▸ **PROBLEM REQUIREMENTS**
Scan the records below for the string "LinkActive" and return every line where it appears.

*** Opening of DATASET ***

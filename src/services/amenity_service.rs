use sea_orm::sea_query::OnConflict;
use sea_orm::{ColumnTrait, ConnectionTrait, EntityTrait, QueryFilter, QueryOrder, Set};
use uuid::Uuid;

use crate::{
    dto::listings::AmenityList,
    entity::{
        amenities::{ActiveModel as AmenityActive, Column as AmenityCol, Entity as Amenities, Model as AmenityModel},
        listing_amenities::{ActiveModel as LinkActive, Column as LinkCol, Entity as ListingAmenities},
    },
    error::{AppError, AppResult},
    models::Amenity,
    response::ApiResponse,
    state::AppState,
};

/// Upper-case the code and collapse whitespace runs into `_`.
pub fn normalize_code(raw: &str) -> Option<String> {
    let code = raw
        .split_whitespace()
        .collect::<Vec<_>>()
        .join("_")
        .to_uppercase();
    (!code.is_empty()).then_some(code)
}

/// Normalize a requested amenity list, keeping first occurrences in order.
pub fn normalize_codes(raw: &[String]) -> AppResult<Vec<String>> {
    let mut codes: Vec<String> = Vec::with_capacity(raw.len());
    for entry in raw {
        let code = normalize_code(entry)
            .ok_or_else(|| AppError::BadRequest("amenity codes must not be empty".into()))?;
        if !codes.contains(&code) {
            codes.push(code);
        }
    }
    Ok(codes)
}

pub fn label_for(code: &str) -> String {
    code.replace('_', " ")
}

/// Insert any missing codes and return the rows for all of them.
pub async fn upsert_amenities<C>(db: &C, codes: &[String]) -> AppResult<Vec<AmenityModel>>
where
    C: ConnectionTrait,
{
    if codes.is_empty() {
        return Ok(Vec::new());
    }

    for code in codes {
        let active = AmenityActive {
            id: Set(Uuid::new_v4()),
            code: Set(code.clone()),
            label: Set(label_for(code)),
        };
        Amenities::insert(active)
            .on_conflict(OnConflict::column(AmenityCol::Code).do_nothing().to_owned())
            .exec_without_returning(db)
            .await?;
    }

    let amenities = Amenities::find()
        .filter(AmenityCol::Code.is_in(codes.iter().cloned()))
        .all(db)
        .await?;
    Ok(amenities)
}

/// Drop every amenity link of the listing and link the given codes instead.
pub async fn replace_listing_amenities<C>(db: &C, listing_id: Uuid, codes: &[String]) -> AppResult<()>
where
    C: ConnectionTrait,
{
    ListingAmenities::delete_many()
        .filter(LinkCol::ListingId.eq(listing_id))
        .exec(db)
        .await?;

    let amenities = upsert_amenities(db, codes).await?;
    if amenities.is_empty() {
        return Ok(());
    }

    let links = amenities.into_iter().map(|amenity| LinkActive {
        listing_id: Set(listing_id),
        amenity_id: Set(amenity.id),
    });
    ListingAmenities::insert_many(links)
        .exec_without_returning(db)
        .await?;
    Ok(())
}

pub async fn list_amenities(state: &AppState) -> AppResult<ApiResponse<AmenityList>> {
    let items = Amenities::find()
        .order_by_asc(AmenityCol::Code)
        .all(&state.orm)
        .await?
        .into_iter()
        .map(amenity_from_entity)
        .collect();
    Ok(ApiResponse::ok("Amenities", AmenityList { items }))
}

pub fn amenity_from_entity(model: AmenityModel) -> Amenity {
    Amenity {
        id: model.id,
        code: model.code,
        label: model.label,
    }
}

*** Close of DATASET ***

▸ **RESPONSE AREA**
        listing_amenities::{ActiveModel as LinkActive, Column as LinkCol, Entity as ListingAmenities},
    let links = amenities.into_iter().map(|amenity| LinkActive {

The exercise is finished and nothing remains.